You Should Be Very Skeptical of Nectome's Deadly 'Mind-Uploading Service'
Four things are true: One, a startup called Nectome plans to embalm the living brains of dying people, with the promise that the preserved tissues might someday be brought back to life. Two, the grim plan has gotten a ton of press coverage in the past few days, ever since MIT Technology Review covered it on Tuesday (March 13). Three, most of that press coverage doesn't cite any outside neuroscience experts. And four, all of the experts that Live Science contacted to discuss the story have expressed, one way or another, that they found the plan ridiculous.
Nectome plans to insert itself into the process of physician-assisted suicide. The company wants to flood the arteries of living people who have terminal illnesses with embalming fluid to preserve their brain tissue. The idea is that the dead organ would then be converted into a map of all the connections among neurons — constituting a complete, physical "connectome," from which a person's consciousness might one day be resurrected. The evidence that they can pull it off? They've managed to successfully preserve a pig's brain "so well that every synapse inside it could be seen with an electron microscope."
The company also says, somewhat ghoulishly, that the process is "100 percent fatal."

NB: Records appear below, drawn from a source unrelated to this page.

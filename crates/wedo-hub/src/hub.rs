//! The hub engine: telemetry loop completion handlers and hub-level state.
//!
//! # Threading
//!
//! [`Hub::on_read_complete`] and [`Hub::on_write_complete`] may be called
//! concurrently from independent completion contexts, and concurrently with
//! the capability surface. Two locks exist:
//!
//! - the telemetry lock, covering from-device fields, per-port
//!   classification and sensor bindings;
//! - the output lock inside [`OutputScheduler`], covering everything read
//!   to build an output frame.
//!
//! When both are needed they are taken in that order. Neither is held while
//! calling [`Transport::submit_read`] or [`Transport::submit_write`].

use std::sync::Arc;
use std::time::Duration;

use parking_lot::Mutex;
use tracing::{debug, info, warn};
use wedo_hid_protocol::{
    DeviceCategory, HubCommandFlags, HubStatusFlags, MILLIVOLTS_PER_COUNT, PORT_COUNT, REPORT_LEN,
    WedoInputReport, parse,
};

use crate::capability::{MotorHandle, SensorHandle};
use crate::config::HubConfig;
use crate::counters::HubCounters;
use crate::error::{HubError, HubResult, TransportError};
use crate::port::{BindingKind, PortBinding, PortId, PortSnapshot, PortState};
use crate::registry::DeviceRegistry;
use crate::scheduler::{OutputFrame, OutputScheduler, WriteCompletion};
use crate::sensor::SensorBinding;
use crate::transport::Transport;

/// From-device state, written only by the read-completion path.
#[derive(Debug)]
pub(crate) struct TelemetryState {
    pub(crate) status: HubStatusFlags,
    pub(crate) raw_status: u8,
    pub(crate) voltage: u8,
    pub(crate) ports: [PortState; PORT_COUNT],
}

impl TelemetryState {
    fn new(port_debounce_threshold: u32) -> Self {
        Self {
            status: HubStatusFlags::default(),
            raw_status: 0,
            voltage: 0,
            ports: [
                PortState::new(port_debounce_threshold),
                PortState::new(port_debounce_threshold),
            ],
        }
    }
}

/// One attached WeDo hub.
pub struct Hub {
    name: String,
    config: HubConfig,
    transport: Arc<dyn Transport>,
    registry: Arc<dyn DeviceRegistry>,
    pub(crate) telemetry: Mutex<TelemetryState>,
    pub(crate) output: OutputScheduler,
    counters: HubCounters,
}

impl std::fmt::Debug for Hub {
    fn fmt(&self, f: &mut std::fmt::Formatter<'_>) -> std::fmt::Result {
        f.debug_struct("Hub")
            .field("name", &self.name)
            .field("config", &self.config)
            .field("output", &self.output)
            .finish_non_exhaustive()
    }
}

impl Hub {
    /// Build a hub. Prefer [`HubFactory::create`](crate::HubFactory::create),
    /// which also assigns the name.
    ///
    /// # Errors
    ///
    /// Returns an error if `config` does not validate.
    pub fn new(
        name: impl Into<String>,
        config: HubConfig,
        transport: Arc<dyn Transport>,
        registry: Arc<dyn DeviceRegistry>,
    ) -> HubResult<Self> {
        config.validate()?;
        Ok(Self {
            name: name.into(),
            telemetry: Mutex::new(TelemetryState::new(config.port_debounce_threshold)),
            output: OutputScheduler::new(config.write_retry_limit),
            config,
            transport,
            registry,
            counters: HubCounters::new(),
        })
    }

    pub fn name(&self) -> &str {
        &self.name
    }

    pub fn config(&self) -> &HubConfig {
        &self.config
    }

    pub fn counters(&self) -> &HubCounters {
        &self.counters
    }

    /// Submit the first read. Polling continues from the read-completion
    /// path until the hub is halted.
    ///
    /// # Errors
    ///
    /// Returns an error if the hub is halted or the transport refuses the
    /// submission.
    pub fn start(&self) -> HubResult<()> {
        if self.output.is_halted() {
            return Err(HubError::Halted(self.name.clone()));
        }
        info!(hub = %self.name, "Starting telemetry loop");
        self.transport.submit_read()?;
        Ok(())
    }

    /// Read-completion handler.
    ///
    /// Decodes the report, updates from-device state, runs classification
    /// and sensor decode, services the output scheduler and resubmits the
    /// read. Faults and malformed reports change no state.
    pub fn on_read_complete(&self, result: Result<&[u8], TransportError>) {
        if self.output.is_halted() {
            debug!(hub = %self.name, "Dropping read completion after halt");
            return;
        }

        match result {
            Err(err) => {
                self.counters.inc_read_fault();
                warn!(hub = %self.name, error = %err, "Read transfer failed");
            }
            Ok(bytes) => match parse(bytes) {
                Err(err) => {
                    self.counters.inc_malformed();
                    debug!(hub = %self.name, error = %err, "Discarding malformed report");
                }
                Ok(report) => {
                    self.counters.inc_report();
                    self.apply_report(&report);
                    self.service_output();
                }
            },
        }

        self.resubmit_read();
    }

    /// Write-completion handler. `Ok` carries the number of bytes sent.
    pub fn on_write_complete(&self, result: Result<usize, TransportError>) {
        let result = match result {
            Ok(sent) if sent == REPORT_LEN => Ok(()),
            Ok(sent) => Err(TransportError::ShortWrite {
                sent,
                expected: REPORT_LEN,
            }),
            Err(err) => Err(err),
        };
        if let Err(err) = &result {
            self.counters.inc_write_fault();
            warn!(hub = %self.name, error = %err, "Write transfer failed");
        }

        match self.output.complete_write(result.is_ok()) {
            WriteCompletion::Done => {}
            WriteCompletion::Retry(frame) => {
                self.counters.inc_write_retry();
                debug!(hub = %self.name, "Resubmitting faulted write");
                self.submit_frame(frame);
            }
            WriteCompletion::Flush(frame) => {
                debug!(hub = %self.name, "Flushing output after halt");
                self.submit_frame(frame);
            }
        }
    }

    /// Submit an output frame if state changed and no write is in flight.
    /// Called at the end of every telemetry cycle.
    pub fn service_output(&self) {
        if let Some(frame) = self.output.begin_write() {
            self.submit_frame(frame);
        }
    }

    fn submit_frame(&self, frame: OutputFrame) {
        self.counters.inc_write_submitted();
        if let Err(err) = self.transport.submit_write(frame) {
            warn!(hub = %self.name, error = %err, "Output submission refused");
            self.output.abort_write();
        }
    }

    fn resubmit_read(&self) {
        if self.output.is_halted() {
            return;
        }
        if let Err(err) = self.transport.submit_read() {
            warn!(hub = %self.name, error = %err, "Read resubmission refused");
        }
    }

    fn apply_report(&self, report: &WedoInputReport) {
        // Ports under active drive skip reclassification.
        let duty_cycles = self.output.duty_cycles();

        let mut telemetry = self.telemetry.lock();
        // Shutdown raises the halt before it takes this lock to unbind.
        if self.output.is_halted() {
            debug!(hub = %self.name, "Dropping report applied after halt");
            return;
        }
        telemetry.status = report.status;
        telemetry.raw_status = report.raw_status;
        telemetry.voltage = report.voltage;

        for port in PortId::ALL {
            let sample = report.ports[port.index()];
            let state = &mut telemetry.ports[port.index()];

            if duty_cycles[port.index()] == 0 {
                let previous = state.classifier.candidate();
                let committed = state.observe(sample.input, sample.id);
                let candidate = state.classifier.candidate();
                if previous.is_some() && previous != candidate {
                    debug!(
                        hub = %self.name,
                        port = %port,
                        candidate = ?candidate,
                        "Identity changed, debounce restarted"
                    );
                }
                if let Some(category) = committed {
                    self.commit(port, state, category);
                }
            }

            let raw_input = state.raw_input;
            if let PortBinding::Sensor(sensor) = &mut state.binding {
                sensor.decode(raw_input);
            }
        }
    }

    fn commit(&self, port: PortId, state: &mut PortState, category: DeviceCategory) {
        self.counters.inc_classification();
        let previous = state.classified.replace(category);

        if let (Some(kind), Some(previous)) = (state.binding.kind(), previous) {
            self.registry.unbind(port, previous);
            if kind == BindingKind::Motor {
                self.output.detach_motor(port);
            }
            info!(hub = %self.name, port = %port, category = %previous, "Unbound device");
        }
        state.binding = PortBinding::Unbound;
        state.epoch += 1;

        let Some(kind) = BindingKind::for_category(category) else {
            info!(hub = %self.name, port = %port, category = %category, "Port classified");
            return;
        };

        if let Err(err) = self.registry.bind(port, category) {
            self.counters.inc_bind_failure();
            warn!(
                hub = %self.name,
                port = %port,
                category = %category,
                error = %err,
                "Binding failed, retrying after next debounce run"
            );
            state.classifier.rearm();
            return;
        }

        state.binding = match kind {
            BindingKind::Sensor(sensor) => PortBinding::Sensor(SensorBinding::new(
                sensor,
                self.config.tilt_debounce_threshold,
            )),
            BindingKind::Motor => {
                self.output.attach_motor(port, state.epoch);
                PortBinding::Motor
            }
        };
        info!(hub = %self.name, port = %port, category = %category, "Bound device");
    }

    /// Status flags from the last decoded report.
    pub fn status(&self) -> HubStatusFlags {
        self.telemetry.lock().status
    }

    /// Status byte from the last decoded report, reserved bits included.
    pub fn raw_status(&self) -> u8 {
        self.telemetry.lock().raw_status
    }

    pub fn voltage(&self) -> u8 {
        self.telemetry.lock().voltage
    }

    pub fn voltage_millivolts(&self) -> u32 {
        u32::from(self.voltage()) * MILLIVOLTS_PER_COUNT
    }

    /// High-power state as reported by the device.
    pub fn high_power(&self) -> bool {
        self.status().high_power
    }

    pub fn command_flags(&self) -> HubCommandFlags {
        self.output.flags()
    }

    pub fn set_clear_error(&self, on: bool) {
        self.update_command_flags(|flags| flags.clear_error = on);
    }

    pub fn set_high_power(&self, on: bool) {
        self.update_command_flags(|flags| flags.high_power = on);
    }

    pub fn set_shut_down(&self, on: bool) {
        self.update_command_flags(|flags| flags.shut_down = on);
    }

    pub fn set_reset(&self, on: bool) {
        self.update_command_flags(|flags| flags.reset = on);
    }

    pub fn set_echo_out(&self, on: bool) {
        self.update_command_flags(|flags| flags.echo_out = on);
    }

    /// Apply several flag changes as one mutation.
    pub fn update_command_flags(&self, change: impl FnOnce(&mut HubCommandFlags)) {
        if self.output.update_flags(change) {
            debug!(hub = %self.name, flags = ?self.output.flags(), "Command flags changed");
        }
    }

    /// Read-only view of a port.
    pub fn port(&self, port: PortId) -> PortSnapshot {
        self.telemetry.lock().ports[port.index()].snapshot()
    }

    /// Capability handle for the sensor bound to `port`.
    ///
    /// # Errors
    ///
    /// Returns [`HubError::NotBound`] if no sensor is bound there.
    pub fn sensor(&self, port: PortId) -> HubResult<SensorHandle<'_>> {
        let telemetry = self.telemetry.lock();
        let state = &telemetry.ports[port.index()];
        match &state.binding {
            PortBinding::Sensor(sensor) => {
                Ok(SensorHandle::new(self, port, state.epoch, sensor.kind()))
            }
            _ => Err(HubError::not_bound(port, "sensor")),
        }
    }

    /// Capability handle for the motor bound to `port`.
    ///
    /// # Errors
    ///
    /// Returns [`HubError::NotBound`] if no motor is bound there.
    pub fn motor(&self, port: PortId) -> HubResult<MotorHandle<'_>> {
        let telemetry = self.telemetry.lock();
        let state = &telemetry.ports[port.index()];
        match state.binding {
            PortBinding::Motor => Ok(MotorHandle::new(self, port, state.epoch)),
            _ => Err(HubError::not_bound(port, "motor")),
        }
    }

    /// Stop polling and stop raising the dirty bit. A change that is
    /// pending but not yet written is still flushed.
    pub fn halt(&self) {
        info!(hub = %self.name, "Halting hub");
        if let Some(frame) = self.output.halt() {
            self.submit_frame(frame);
        }
    }

    pub fn is_halted(&self) -> bool {
        self.output.is_halted()
    }

    /// Block until no output change is pending and no write is in flight.
    pub fn wait_drained(&self) {
        self.output.wait_drained();
    }

    /// Like [`wait_drained`](Self::wait_drained) with an upper bound.
    /// Returns `true` if the hub drained in time.
    pub fn wait_drained_for(&self, timeout: Duration) -> bool {
        self.output.wait_drained_for(timeout)
    }

    /// Halt, drain, unbind every port and close the transport.
    pub fn shutdown(&self) {
        self.halt();
        self.wait_drained();

        let mut telemetry = self.telemetry.lock();
        for port in PortId::ALL {
            let state = &mut telemetry.ports[port.index()];
            if let (Some(kind), Some(category)) = (state.binding.kind(), state.classified) {
                self.registry.unbind(port, category);
                if kind == BindingKind::Motor {
                    self.output.detach_motor(port);
                }
            }
            state.binding = PortBinding::Unbound;
            state.epoch += 1;
        }
        drop(telemetry);

        self.transport.close();
        info!(hub = %self.name, "Hub shut down");
    }
}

Here are some of the first responses Live Science got from three neuroscientists and their graduate students after contacting them in the last 48 hours to seek their opinions of the company:
"Oh, lord."
"Don't you think it's not even worth reporting? You're just giving them more publicity."
"Oof, OK."
The last quote came from Jens Foell, a neuroscientist at Florida State University who specializes in using neuroimaging (MRIs, mostly) to study the relationship between the brain's doings and a person's behavior, perception and personality traits.
It's "cool" that Nectome managed to preserve the pig brain, Foell told Live Science, but what the company preserved is "not the whole story" of what that brain was or the information it processed and contained.
"It's true that synapses are where all the action happens," he said. "But cell firing behavior is determined by other things, including processes within the cells that are determined by proteins that are much smaller than synapses (and some of them are short-lived)."